── RECORDED DATA ──

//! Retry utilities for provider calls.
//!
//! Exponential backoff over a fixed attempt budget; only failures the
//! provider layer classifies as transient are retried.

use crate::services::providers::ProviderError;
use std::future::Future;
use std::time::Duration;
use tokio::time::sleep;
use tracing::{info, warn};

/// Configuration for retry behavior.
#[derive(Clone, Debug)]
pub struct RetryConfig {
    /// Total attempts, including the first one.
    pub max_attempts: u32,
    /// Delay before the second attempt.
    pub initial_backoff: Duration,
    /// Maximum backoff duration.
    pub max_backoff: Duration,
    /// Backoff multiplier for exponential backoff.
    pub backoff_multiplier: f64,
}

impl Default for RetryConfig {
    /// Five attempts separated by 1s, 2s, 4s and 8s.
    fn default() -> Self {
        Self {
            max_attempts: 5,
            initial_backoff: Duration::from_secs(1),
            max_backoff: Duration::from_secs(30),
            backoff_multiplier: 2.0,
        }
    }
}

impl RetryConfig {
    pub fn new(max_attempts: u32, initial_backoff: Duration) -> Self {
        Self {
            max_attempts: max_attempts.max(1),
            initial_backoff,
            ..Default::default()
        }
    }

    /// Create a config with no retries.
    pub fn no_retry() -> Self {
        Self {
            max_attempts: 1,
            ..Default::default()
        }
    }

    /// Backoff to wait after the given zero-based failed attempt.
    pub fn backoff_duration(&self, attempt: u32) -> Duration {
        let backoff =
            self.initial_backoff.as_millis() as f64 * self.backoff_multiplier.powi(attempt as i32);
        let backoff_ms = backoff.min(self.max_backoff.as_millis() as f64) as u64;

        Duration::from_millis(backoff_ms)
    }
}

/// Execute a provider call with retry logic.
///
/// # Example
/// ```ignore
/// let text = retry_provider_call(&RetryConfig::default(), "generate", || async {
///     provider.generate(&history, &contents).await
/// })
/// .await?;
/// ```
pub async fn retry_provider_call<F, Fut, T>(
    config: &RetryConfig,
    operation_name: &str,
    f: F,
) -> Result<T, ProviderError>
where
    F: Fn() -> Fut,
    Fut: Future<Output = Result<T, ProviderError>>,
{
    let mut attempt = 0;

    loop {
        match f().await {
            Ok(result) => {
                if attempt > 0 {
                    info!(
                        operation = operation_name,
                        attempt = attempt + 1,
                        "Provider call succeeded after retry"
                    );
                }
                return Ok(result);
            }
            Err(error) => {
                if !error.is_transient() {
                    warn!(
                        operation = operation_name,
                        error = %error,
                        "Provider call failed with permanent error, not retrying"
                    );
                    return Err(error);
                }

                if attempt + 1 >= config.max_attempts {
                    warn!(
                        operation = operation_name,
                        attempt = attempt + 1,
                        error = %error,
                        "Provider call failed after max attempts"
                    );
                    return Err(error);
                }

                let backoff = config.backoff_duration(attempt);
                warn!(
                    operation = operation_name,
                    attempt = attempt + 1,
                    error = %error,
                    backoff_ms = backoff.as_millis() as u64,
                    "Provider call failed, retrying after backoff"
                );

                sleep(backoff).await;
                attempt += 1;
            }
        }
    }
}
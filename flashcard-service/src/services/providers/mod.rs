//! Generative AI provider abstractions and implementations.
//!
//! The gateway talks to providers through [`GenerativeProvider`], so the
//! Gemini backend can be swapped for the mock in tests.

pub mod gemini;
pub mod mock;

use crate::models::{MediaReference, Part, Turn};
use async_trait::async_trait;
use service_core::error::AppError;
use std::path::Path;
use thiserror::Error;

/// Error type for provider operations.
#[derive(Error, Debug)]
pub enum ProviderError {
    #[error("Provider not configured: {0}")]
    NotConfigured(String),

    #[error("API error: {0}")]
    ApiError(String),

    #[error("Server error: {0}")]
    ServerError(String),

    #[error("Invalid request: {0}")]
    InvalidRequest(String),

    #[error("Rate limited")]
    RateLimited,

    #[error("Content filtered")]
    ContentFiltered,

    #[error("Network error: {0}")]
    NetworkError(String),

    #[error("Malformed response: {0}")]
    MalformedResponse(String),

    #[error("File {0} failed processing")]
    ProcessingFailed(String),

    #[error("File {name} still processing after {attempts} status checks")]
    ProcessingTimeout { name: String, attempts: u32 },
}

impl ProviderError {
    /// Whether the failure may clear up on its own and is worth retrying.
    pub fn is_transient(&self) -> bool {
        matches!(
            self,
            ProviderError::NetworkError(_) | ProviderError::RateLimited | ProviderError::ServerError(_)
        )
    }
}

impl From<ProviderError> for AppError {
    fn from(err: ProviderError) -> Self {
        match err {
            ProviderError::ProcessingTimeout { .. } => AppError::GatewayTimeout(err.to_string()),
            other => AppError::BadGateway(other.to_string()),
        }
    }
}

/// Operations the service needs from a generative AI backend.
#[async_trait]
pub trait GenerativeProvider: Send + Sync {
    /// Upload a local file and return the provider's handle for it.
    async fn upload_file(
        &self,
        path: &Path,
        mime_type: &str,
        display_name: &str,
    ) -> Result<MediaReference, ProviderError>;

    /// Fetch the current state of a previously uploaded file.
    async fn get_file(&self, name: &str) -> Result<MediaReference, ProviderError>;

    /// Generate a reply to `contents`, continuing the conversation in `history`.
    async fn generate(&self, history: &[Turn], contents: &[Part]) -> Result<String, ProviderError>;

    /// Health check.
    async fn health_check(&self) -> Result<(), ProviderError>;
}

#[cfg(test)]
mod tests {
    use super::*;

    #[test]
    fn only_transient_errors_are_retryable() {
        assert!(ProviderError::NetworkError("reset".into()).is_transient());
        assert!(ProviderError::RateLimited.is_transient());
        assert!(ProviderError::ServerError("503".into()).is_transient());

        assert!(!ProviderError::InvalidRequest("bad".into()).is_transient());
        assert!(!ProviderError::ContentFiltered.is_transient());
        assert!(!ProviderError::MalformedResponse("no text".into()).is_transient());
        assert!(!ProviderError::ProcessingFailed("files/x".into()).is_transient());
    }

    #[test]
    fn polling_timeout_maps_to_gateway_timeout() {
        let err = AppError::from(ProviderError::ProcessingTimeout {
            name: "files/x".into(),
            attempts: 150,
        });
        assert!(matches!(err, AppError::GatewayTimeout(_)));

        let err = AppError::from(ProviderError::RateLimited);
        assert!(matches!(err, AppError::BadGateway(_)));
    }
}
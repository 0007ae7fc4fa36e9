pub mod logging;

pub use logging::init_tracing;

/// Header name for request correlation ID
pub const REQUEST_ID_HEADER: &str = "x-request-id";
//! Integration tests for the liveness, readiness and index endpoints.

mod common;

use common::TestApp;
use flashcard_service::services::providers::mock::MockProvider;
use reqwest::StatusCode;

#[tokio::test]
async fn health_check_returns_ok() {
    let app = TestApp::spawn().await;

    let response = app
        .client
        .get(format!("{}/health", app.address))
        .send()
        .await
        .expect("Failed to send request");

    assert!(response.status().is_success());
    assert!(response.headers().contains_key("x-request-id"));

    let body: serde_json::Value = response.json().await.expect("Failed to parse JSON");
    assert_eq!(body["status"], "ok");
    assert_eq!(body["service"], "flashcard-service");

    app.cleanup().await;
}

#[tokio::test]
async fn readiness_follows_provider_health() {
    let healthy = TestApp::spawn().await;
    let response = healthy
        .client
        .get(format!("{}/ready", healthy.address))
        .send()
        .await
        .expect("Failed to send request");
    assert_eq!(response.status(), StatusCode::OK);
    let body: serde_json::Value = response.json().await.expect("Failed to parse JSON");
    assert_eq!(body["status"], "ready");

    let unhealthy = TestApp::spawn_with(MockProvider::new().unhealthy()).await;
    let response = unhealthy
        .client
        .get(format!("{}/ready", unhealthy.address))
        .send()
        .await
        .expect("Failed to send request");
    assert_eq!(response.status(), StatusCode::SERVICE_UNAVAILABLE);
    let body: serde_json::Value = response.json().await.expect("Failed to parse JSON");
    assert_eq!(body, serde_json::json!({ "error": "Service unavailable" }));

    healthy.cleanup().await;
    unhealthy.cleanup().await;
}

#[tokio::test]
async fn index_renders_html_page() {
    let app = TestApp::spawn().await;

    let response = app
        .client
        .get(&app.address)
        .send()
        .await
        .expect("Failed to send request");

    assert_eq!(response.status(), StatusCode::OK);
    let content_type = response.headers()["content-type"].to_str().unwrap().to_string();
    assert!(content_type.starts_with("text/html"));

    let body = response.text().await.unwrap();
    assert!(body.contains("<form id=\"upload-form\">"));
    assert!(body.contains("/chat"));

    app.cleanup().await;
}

───

_INSTRUCTIONS TO FOLLOW_: Return only the count of lines in the records that hold the word "address".

_WRITTEN SOLUTION_: 4